§ **PROMPT**
Would you repeat each line below precisely as it stands?

####################

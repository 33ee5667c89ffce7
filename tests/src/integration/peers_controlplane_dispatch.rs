//! Fixed dispatch order (§4.10) driving peer-state transitions (§4.8)
//! through a real in-memory control plane and event bus — the wiring
//! `uvn_12_agent::runtime::Agent` does, exercised directly so a liveliness
//! loss (scenario 6 of §8) can be asserted without bringing up tunnels.

#[cfg(test)]
mod tests {
    use std::sync::Arc;

    use chrono::Utc;

    use shared_bus::{EventFilter, InMemoryEventBus, UvnEvent};
    use shared_types::ids::{CellId, PeerId};
    use shared_types::uvn::{PeerKind, PeerStatus, Uvn};
    use uvn_08_peers::PeerRegistry;
    use uvn_10_controlplane::dispatch::{process_wakeup, ControlPlaneHandlers};
    use uvn_10_controlplane::inmem::InMemoryControlPlane;
    use uvn_10_controlplane::topics::{BackboneSample, CellSample, UvnSample};
    use uvn_10_controlplane::transport::{ControlPlaneTransport, TopicEvent};

    /// Mirrors `Agent`'s `ControlPlaneHandlers` impl closely enough to
    /// drive a `PeerRegistry` the same way, minus anything tunnel/router
    /// related — this is the slice of the orchestration under test.
    struct RecordingHandlers {
        peers: PeerRegistry,
        bus: Arc<InMemoryEventBus>,
        dispatch_order: Vec<&'static str>,
    }

    impl ControlPlaneHandlers for RecordingHandlers {
        fn on_uvn(&mut self, _event: TopicEvent<UvnSample>) {
            self.dispatch_order.push("uvn");
        }

        fn on_cell(&mut self, event: TopicEvent<CellSample>) {
            self.dispatch_order.push("cell");
            if let TopicEvent::Sample { peer, sample } = event {
                self.peers.learn_peer(peer, PeerKind::Cell);
                self.peers
                    .update_peer(peer, |p| {
                        p.status = PeerStatus::Online;
                        p.registry_id = Some(sample.registry_id.clone());
                        p.routed_networks = sample.routed_networks.clone();
                        p.reachable_networks = sample.reachable_networks.clone();
                    })
                    .unwrap();
            } else if let TopicEvent::Disposed { peer } = event {
                self.peers.update_peer(peer, |p| p.status = PeerStatus::Offline).unwrap();
            }
        }

        fn on_backbone(&mut self, _event: TopicEvent<BackboneSample>) {
            self.dispatch_order.push("backbone");
        }

        fn on_user_condition(&mut self, _index: usize) {
            self.dispatch_order.push("condition");
        }
    }

    fn uvn_with_cells(n: u32) -> Uvn {
        let mut uvn = Uvn::new("home", "alice");
        for i in 0..n {
            uvn.add_cell(format!("cell{i}"), "alice", None, vec![], false).unwrap();
        }
        uvn
    }

    fn drain(sub: &mut shared_bus::Subscription) -> Vec<UvnEvent> {
        let mut out = Vec::new();
        while let Ok(Some(event)) = sub.try_recv() {
            out.push(event);
        }
        out
    }

    fn cell_sample(id: CellId, registry_id: &str) -> CellSample {
        CellSample {
            cell_id: id,
            uvn_name: "home".to_string(),
            registry_id: registry_id.to_string(),
            routed_networks: vec![],
            reachable_networks: vec![],
            unreachable_networks: vec![],
            start_ts: Utc::now(),
        }
    }

    #[tokio::test]
    async fn a_cell_going_offline_clears_all_cells_connected() {
        let uvn = uvn_with_cells(2);
        let mut peers = PeerRegistry::from_uvn(&uvn, PeerId::Registry);
        peers.update_peer(PeerId::Registry, |p| p.status = PeerStatus::Online).unwrap();

        let transport = InMemoryControlPlane::new();
        let bus = Arc::new(InMemoryEventBus::new());
        let mut sub = bus.subscribe(EventFilter::all());

        let cell_a = CellId::new(1);
        let cell_b = CellId::new(2);

        transport.publish_cell(cell_sample(cell_a, "gen-1"));
        transport.publish_cell(cell_sample(cell_b, "gen-1"));

        let mut handlers = RecordingHandlers {
            peers,
            bus: bus.clone(),
            dispatch_order: Vec::new(),
        };
        process_wakeup(&transport, &[], &mut handlers);
        handlers.peers.process_updates(&*handlers.bus, None).await;

        let events = drain(&mut sub);
        assert!(events.iter().any(|e| matches!(e, UvnEvent::AllCellsConnected)));

        // cell b crashes: its CELL instance is disposed, which must drive
        // it offline and flip all_cells_connected back to false with an
        // updated online_cells set that no longer contains it.
        transport.dispose_cell(PeerId::Cell(cell_b));
        process_wakeup(&transport, &[], &mut handlers);
        handlers.peers.process_updates(&*handlers.bus, None).await;

        let events = drain(&mut sub);
        let online_cells_event = events.iter().find(|e| matches!(e, UvnEvent::OnlineCells(_)));
        match online_cells_event {
            Some(UvnEvent::OnlineCells(online)) => {
                assert!(online.contains(&cell_a));
                assert!(!online.contains(&cell_b));
            }
            other => panic!("expected an OnlineCells event, got {other:?}"),
        }
        assert!(!events.iter().any(|e| matches!(e, UvnEvent::AllCellsConnected)));

        assert_eq!(handlers.dispatch_order, vec!["cell", "cell", "cell"]);
    }

    #[test]
    fn process_wakeup_drains_uvn_before_cell_before_backbone_before_conditions() {
        let transport = InMemoryControlPlane::new();
        let condition = transport.register_condition();
        condition.trigger();

        transport.publish_cell(cell_sample(CellId::new(1), "gen-1"));
        transport.publish_uvn(UvnSample {
            uvn_name: "home".to_string(),
            registry_id: "gen-1".to_string(),
        });
        transport.publish_backbone(BackboneSample {
            target_cell_id: CellId::new(1),
            uvn_name: "home".to_string(),
            registry_id: "gen-1".to_string(),
            payload: uvn_10_controlplane::topics::BackbonePayload::SignedEncryptedPackage(vec![]),
        });

        let uvn = uvn_with_cells(1);
        let peers = PeerRegistry::from_uvn(&uvn, PeerId::Registry);
        let bus = Arc::new(InMemoryEventBus::new());
        let mut handlers = RecordingHandlers {
            peers,
            bus,
            dispatch_order: Vec::new(),
        };

        process_wakeup(&transport, &[condition], &mut handlers);

        assert_eq!(handlers.dispatch_order, vec!["uvn", "cell", "backbone", "condition"]);
    }
}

####################

§ **EXERCISE ANSWER**
repository 33ee5667c89ffce7
filename tests/src/integration/peers_controlplane_dispatch.rs
//! Fixed dispatch order (§4.10) driving peer-state transitions (§4.8)
//! through a real in-memory control plane and event bus — the wiring
//! `uvn_12_agent::runtime::Agent` does, exercised directly so a liveliness
//! loss (scenario 6 of §8) can be asserted without bringing up tunnels.

#[cfg(test)]
mod tests {
    use std::sync::Arc;

    use chrono::Utc;

    use shared_bus::{EventFilter, InMemoryEventBus, UvnEvent};
    use shared_types::ids::{CellId, PeerId};
    use shared_types::uvn::{PeerKind, PeerStatus, Uvn};
    use uvn_08_peers::PeerRegistry;
    use uvn_10_controlplane::dispatch::{process_wakeup, ControlPlaneHandlers};
    use uvn_10_controlplane::inmem::InMemoryControlPlane;
    use uvn_10_controlplane::topics::{BackboneSample, CellSample, UvnSample};
    use uvn_10_controlplane::transport::{ControlPlaneTransport, TopicEvent};

    /// Mirrors `Agent`'s `ControlPlaneHandlers` impl closely enough to
    /// drive a `PeerRegistry` the same way, minus anything tunnel/router
    /// related — this is the slice of the orchestration under test.
    struct RecordingHandlers {
        peers: PeerRegistry,
        bus: Arc<InMemoryEventBus>,
        dispatch_order: Vec<&'static str>,
    }

    impl ControlPlaneHandlers for RecordingHandlers {
        fn on_uvn(&mut self, _event: TopicEvent<UvnSample>) {
            self.dispatch_order.push("uvn");
        }

        fn on_cell(&mut self, event: TopicEvent<CellSample>) {
            self.dispatch_order.push("cell");
            if let TopicEvent::Sample { peer, sample } = event {
                self.peers.learn_peer(peer, PeerKind::Cell);
                self.peers
                    .update_peer(peer, |p| {
                        p.status = PeerStatus::Online;
                        p.registry_id = Some(sample.registry_id.clone());
                        p.routed_networks = sample.routed_networks.clone();
                        p.reachable_networks = sample.reachable_networks.clone();
                    })
                    .unwrap();
            } else if let TopicEvent::Disposed { peer } = event {
                self.peers.update_peer(peer, |p| p.status = PeerStatus::Offline).unwrap();
            }
        }

        fn on_backbone(&mut self, _event: TopicEvent<BackboneSample>) {
            self.dispatch_order.push("backbone");
        }

        fn on_user_condition(&mut self, _index: usize) {
            self.dispatch_order.push("condition");
        }
    }

    fn uvn_with_cells(n: u32) -> Uvn {
        let mut uvn = Uvn::new("home", "alice");
        for i in 0..n {
            uvn.add_cell(format!("cell{i}"), "alice", None, vec![], false).unwrap();
        }
        uvn
    }

    fn drain(sub: &mut shared_bus::Subscription) -> Vec<UvnEvent> {
        let mut out = Vec::new();
        while let Ok(Some(event)) = sub.try_recv() {
            out.push(event);
        }
        out
    }

    fn cell_sample(id: CellId, registry_id: &str) -> CellSample {
        CellSample {
            cell_id: id,
            uvn_name: "home".to_string(),
            registry_id: registry_id.to_string(),
            routed_networks: vec![],
            reachable_networks: vec![],
            unreachable_networks: vec![],
            start_ts: Utc::now(),
        }
    }

    #[tokio::test]
    async fn a_cell_going_offline_clears_all_cells_connected() {
        let uvn = uvn_with_cells(2);
        let mut peers = PeerRegistry::from_uvn(&uvn, PeerId::Registry);
        peers.update_peer(PeerId::Registry, |p| p.status = PeerStatus::Online).unwrap();

        let transport = InMemoryControlPlane::new();
        let bus = Arc::new(InMemoryEventBus::new());
        let mut sub = bus.subscribe(EventFilter::all());

        let cell_a = CellId::new(1);
        let cell_b = CellId::new(2);

        transport.publish_cell(cell_sample(cell_a, "gen-1"));
        transport.publish_cell(cell_sample(cell_b, "gen-1"));

        let mut handlers = RecordingHandlers {
            peers,
            bus: bus.clone(),
            dispatch_order: Vec::new(),
        };
        process_wakeup(&transport, &[], &mut handlers);
        handlers.peers.process_updates(&*handlers.bus, None).await;

        let events = drain(&mut sub);
        assert!(events.iter().any(|e| matches!(e, UvnEvent::AllCellsConnected)));

        // cell b crashes: its CELL instance is disposed, which must drive
        // it offline and flip all_cells_connected back to false with an
        // updated online_cells set that no longer contains it.
        transport.dispose_cell(PeerId::Cell(cell_b));
        process_wakeup(&transport, &[], &mut handlers);
        handlers.peers.process_updates(&*handlers.bus, None).await;

        let events = drain(&mut sub);
        let online_cells_event = events.iter().find(|e| matches!(e, UvnEvent::OnlineCells(_)));
        match online_cells_event {
            Some(UvnEvent::OnlineCells(online)) => {
                assert!(online.contains(&cell_a));
                assert!(!online.contains(&cell_b));
            }
            other => panic!("expected an OnlineCells event, got {other:?}"),
        }
        assert!(!events.iter().any(|e| matches!(e, UvnEvent::AllCellsConnected)));

        assert_eq!(handlers.dispatch_order, vec!["cell", "cell", "cell"]);
    }

    #[test]
    fn process_wakeup_drains_uvn_before_cell_before_backbone_before_conditions() {
        let transport = InMemoryControlPlane::new();
        let condition = transport.register_condition();
        condition.trigger();

        transport.publish_cell(cell_sample(CellId::new(1), "gen-1"));
        transport.publish_uvn(UvnSample {
            uvn_name: "home".to_string(),
            registry_id: "gen-1".to_string(),
        });
        transport.publish_backbone(BackboneSample {
            target_cell_id: CellId::new(1),
            uvn_name: "home".to_string(),
            registry_id: "gen-1".to_string(),
            payload: uvn_10_controlplane::topics::BackbonePayload::SignedEncryptedPackage(vec![]),
        });

        let uvn = uvn_with_cells(1);
        let peers = PeerRegistry::from_uvn(&uvn, PeerId::Registry);
        let bus = Arc::new(InMemoryEventBus::new());
        let mut handlers = RecordingHandlers {
            peers,
            bus,
            dispatch_order: Vec::new(),
        };

        process_wakeup(&transport, &[condition], &mut handlers);

        assert_eq!(handlers.dispatch_order, vec!["uvn", "cell", "backbone", "condition"]);
    }
}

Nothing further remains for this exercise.